Richard L. Hasen, a professor at the University of California, Irvine School of Law and an expert in campaign finance regulation, agrees, saying such a prosecution would not be “going down the slippery slope” toward narrowing press freedoms.

“I haven’t spoken to any journalist who actually engages in catch and kill, and it doesn’t sound like the sort of thing journalists would want to do,” he says. “Journalists are not typically going to be thinking: ‘I really want to pay money to get some stories that I’ll never publish.’ I don’t think those who protect the freedom of the press are going to cry if the National Enquirer is found liable for not publishing a story.”

But others are not so sure. Bradley A. Smith, a former FEC chairman and founder of the Institute for Free Speech, says the AMI/McDougal case would be “the easy case if you want to penetrate the press exemption.” He cautions against doing so because of the possibility that other, harder cases might then be pursued.

“If you’re going to have a press exemption to these laws, you kind of have to have a press exemption,” says Smith, now a professor at Capital University Law School. “The press exemption is lost if every time the press does something, you can file a complaint and do an investigation into their motives.

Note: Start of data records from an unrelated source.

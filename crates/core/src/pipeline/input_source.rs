use crate::shared::fourcc::FourCc;
use crate::shared::frame::Frame;
use crate::shared::video_metadata::FrameSize;
use crate::video::domain::image_codec::ImageCodec;
use crate::video::domain::video_capture::VideoCapture;

use super::image_sequence::ImageSequence;

/// Where frames come from: a decoded stream (file or device) or a list of
/// still images.
pub enum InputSource {
    Capture(Box<dyn VideoCapture>),
    Images(ImageSequence),
}

impl InputSource {
    /// Reads the next frame, stamped with its input index. `Ok(None)` marks
    /// the end of the stream.
    pub fn read(
        &mut self,
        codec: &dyn ImageCodec,
    ) -> Result<Option<Frame>, Box<dyn std::error::Error>> {
        match self {
            InputSource::Capture(capture) => capture.read(),
            InputSource::Images(sequence) => {
                let Some((index, path)) = sequence.advance() else {
                    return Ok(None);
                };
                let mut frame = codec
                    .read(path)
                    .map_err(|e| format!("{}: {e}", path.display()))?;
                frame.set_index(index);
                Ok(Some(frame))
            }
        }
    }

    /// Size of the stream, or of the first image regardless of the cursor.
    pub fn frame_size(&self, codec: &dyn ImageCodec) -> Option<FrameSize> {
        match self {
            InputSource::Capture(capture) => Some(capture.metadata().frame_size()),
            InputSource::Images(sequence) => {
                let first = sequence.first()?;
                match codec.dimensions(first) {
                    Ok(size) => Some(size),
                    Err(e) => {
                        log::warn!("Cannot read size of {}: {e}", first.display());
                        None
                    }
                }
            }
        }
    }

    /// Nominal frame rate; 0 for image lists.
    pub fn frame_rate(&self) -> f64 {
        match self {
            InputSource::Capture(capture) => capture.metadata().fps,
            InputSource::Images(_) => 0.0,
        }
    }

    pub fn codec(&self) -> Option<FourCc> {
        match self {
            InputSource::Capture(capture) => Some(capture.metadata().codec).filter(|c| !c.is_none()),
            InputSource::Images(_) => None,
        }
    }

    /// Index of the next frame to be read.
    pub fn position(&self) -> u64 {
        match self {
            InputSource::Capture(capture) => capture.position(),
            InputSource::Images(sequence) => sequence.position(),
        }
    }

    pub fn position_ms(&self) -> f64 {
        match self {
            InputSource::Capture(capture) => capture.position_ms(),
            InputSource::Images(_) => 0.0,
        }
    }

    pub fn total_frames(&self) -> Option<u64> {
        match self {
            InputSource::Capture(capture) => capture.metadata().total_frames,
            InputSource::Images(sequence) => Some(sequence.len() as u64),
        }
    }

    pub fn describe(&self) -> String {
        match self {
            InputSource::Capture(capture) => {
                let meta = capture.metadata();
                match &meta.source_path {
                    Some(path) => format!("{} ({}, {:.2} fps)", path.display(), meta.frame_size(), meta.fps),
                    None => format!("capture device ({}, {:.2} fps)", meta.frame_size(), meta.fps),
                }
            }
            InputSource::Images(sequence) => format!("{} images", sequence.len()),
        }
    }
}
use std::path::PathBuf;

use super::driver_error::DriverError;

/// Output sink that writes each frame to its own numbered image file.
///
/// File names are `prefix`, the index zero-padded to `digits`, then
/// `extension`. The image format follows from the extension.
#[derive(Clone, Debug, PartialEq, Eq)]
pub struct NumberedImages {
    prefix: String,
    extension: String,
    digits: usize,
    next_index: u64,
}

impl NumberedImages {
    pub fn new(
        prefix: impl Into<String>,
        extension: &str,
        digits: i32,
        start_index: u64,
    ) -> Result<Self, DriverError> {
        let digits = usize::try_from(digits).map_err(|_| DriverError::InvalidDigits(digits))?;
        let extension = if extension.is_empty() || extension.starts_with('.') {
            extension.to_string()
        } else {
            format!(".{extension}")
        };
        Ok(Self {
            prefix: prefix.into(),
            extension,
            digits,
            next_index: start_index,
        })
    }

    pub fn next_index(&self) -> u64 {
        self.next_index
    }

    /// Path the next frame will be written to.
    pub fn next_path(&self) -> PathBuf {
        PathBuf::from(format!(
            "{}{:0width$}{}",
            self.prefix,
            self.next_index,
            self.extension,
            width = self.digits
        ))
    }

    pub fn advance(&mut self) {
        self.next_index += 1;
    }
}

#[cfg(test)]
mod tests {
    use super::*;
    use rstest::rstest;

    #[rstest]
    #[case::padded("out_", ".bmp", 3, 7, "out_007.bmp")]
    #[case::wider_than_digits("f", ".png", 2, 1234, "f1234.png")]
    #[case::no_padding("frame", ".jpg", 0, 5, "frame5.jpg")]
    #[case::extension_without_dot("out_", "bmp", 3, 0, "out_000.bmp")]
    #[case::nested_prefix("dir/sub/img", ".png", 4, 42, "dir/sub/img0042.png")]
    fn test_next_path_formatting(
        #[case] prefix: &str,
        #[case] extension: &str,
        #[case] digits: i32,
        #[case] start: u64,
        #[case] expected: &str,
    ) {
        let sink = NumberedImages::new(prefix, extension, digits, start).unwrap();
        assert_eq!(sink.next_path(), PathBuf::from(expected));
    }

    #[test]
    fn test_negative_digits_rejected() {
        assert!(matches!(
            NumberedImages::new("out_", ".bmp", -1, 0),
            Err(DriverError::InvalidDigits(-1))
        ));
    }

    #[test]
    fn test_advance_moves_to_next_name() {
        let mut sink = NumberedImages::new("out_", ".bmp", 3, 9).unwrap();
        sink.advance();
        assert_eq!(sink.next_index(), 10);
        assert_eq!(sink.next_path(), PathBuf::from("out_010.bmp"));
    }
}
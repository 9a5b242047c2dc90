pub mod headless_display;
pub mod terminal_display;
use std::path::Path;

use crate::shared::fourcc::FourCc;
use crate::shared::video_metadata::FrameSize;

use super::video_capture::VideoCapture;
use super::video_sink::VideoSink;

/// Parameters for opening an encoded output stream.
#[derive(Clone, Debug, PartialEq)]
pub struct SinkParams {
    pub codec: FourCc,
    pub fps: f64,
    pub frame_size: FrameSize,
    pub is_color: bool,
}

/// Opens capture sources and video sinks for the driver.
///
/// This is the factory seam between the driver and a concrete media library.
pub trait MediaBackend: Send {
    fn open_file(&self, path: &Path) -> Result<Box<dyn VideoCapture>, Box<dyn std::error::Error>>;

    fn open_device(&self, id: u32) -> Result<Box<dyn VideoCapture>, Box<dyn std::error::Error>>;

    fn open_sink(
        &self,
        path: &Path,
        params: &SinkParams,
    ) -> Result<Box<dyn VideoSink>, Box<dyn std::error::Error>>;
}

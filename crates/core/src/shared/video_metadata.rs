use std::fmt;
use std::path::PathBuf;

use super::fourcc::FourCc;

#[derive(Clone, Copy, Debug, Default, PartialEq, Eq, Hash)]
pub struct FrameSize {
    pub width: u32,
    pub height: u32,
}

impl FrameSize {
    pub fn new(width: u32, height: u32) -> Self {
        Self { width, height }
    }

    pub fn is_empty(&self) -> bool {
        self.width == 0 || self.height == 0
    }
}

impl fmt::Display for FrameSize {
    fn fmt(&self, f: &mut fmt::Formatter<'_>) -> fmt::Result {
        write!(f, "{}x{}", self.width, self.height)
    }
}

/// Stream properties reported by a capture source.
///
/// `total_frames` is `None` when the source cannot tell (live devices,
/// containers without a frame count or duration).
#[derive(Clone, Debug, PartialEq)]
pub struct VideoMetadata {
    pub width: u32,
    pub height: u32,
    pub fps: f64,
    pub total_frames: Option<u64>,
    pub codec: FourCc,
    pub source_path: Option<PathBuf>,
}

impl VideoMetadata {
    pub fn frame_size(&self) -> FrameSize {
        FrameSize::new(self.width, self.height)
    }
}
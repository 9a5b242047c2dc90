use std::path::PathBuf;

use crate::shared::fourcc::FourCc;
use crate::shared::frame::Frame;
use crate::video::domain::image_codec::ImageCodec;
use crate::video::domain::video_sink::VideoSink;

use super::numbered_images::NumberedImages;

/// Settings for a video file output. `None` fields are taken from the
/// current input.
#[derive(Clone, Debug, PartialEq)]
pub struct VideoOutput {
    pub path: PathBuf,
    pub codec: Option<FourCc>,
    pub fps: Option<f64>,
    pub is_color: bool,
}

impl VideoOutput {
    pub fn new(path: impl Into<PathBuf>) -> Self {
        Self {
            path: path.into(),
            codec: None,
            fps: None,
            is_color: true,
        }
    }

    pub fn with_codec(mut self, codec: FourCc) -> Self {
        self.codec = Some(codec);
        self
    }

    pub fn with_fps(mut self, fps: f64) -> Self {
        self.fps = Some(fps);
        self
    }

    pub fn with_color(mut self, is_color: bool) -> Self {
        self.is_color = is_color;
        self
    }
}

/// Where processed frames go.
pub enum OutputSink {
    Video(Box<dyn VideoSink>),
    Images(NumberedImages),
}

impl OutputSink {
    /// Writes one frame. For numbered images the index only advances once
    /// the file has been written.
    pub fn write(
        &mut self,
        frame: &Frame,
        codec: &dyn ImageCodec,
    ) -> Result<(), Box<dyn std::error::Error>> {
        match self {
            OutputSink::Video(sink) => sink.write(frame),
            OutputSink::Images(images) => {
                let path = images.next_path();
                codec
                    .write(&path, frame)
                    .map_err(|e| format!("{}: {e}", path.display()))?;
                images.advance();
                Ok(())
            }
        }
    }

    pub fn finish(&mut self) -> Result<(), Box<dyn std::error::Error>> {
        match self {
            OutputSink::Video(sink) => sink.finish(),
            OutputSink::Images(_) => Ok(()),
        }
    }
}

That’s why I would be very loath to move on this.”

Kathleen Culver, director of the Center for Journalism Ethics at the University of Wisconsin-Madison, says codifying journalism ethics in case law would be dangerous for the profession. “We should be very concerned about the power that cedes to the government,” she says. “A lot of people would like to see the government sanction the press, but that flies in the face of free expression guarantees.”

Culver says our constitutional system of a free press may “allow for bad actors,” but it also allows for editorial decisions like the ones made by the New York Times and Washington Post to publish stories about the Pentagon Papers. In that case, she says, “critical information was revealed because of that freedom.”

Policinski says the court of public opinion and the profession itself are better suited to deal with ethical lapses like catch and kill, and Culver agrees.

“Part of the reason we know about this practice is because other reporters broke the story,” she says. “It’s journalism itself that’s highlighting this problem.”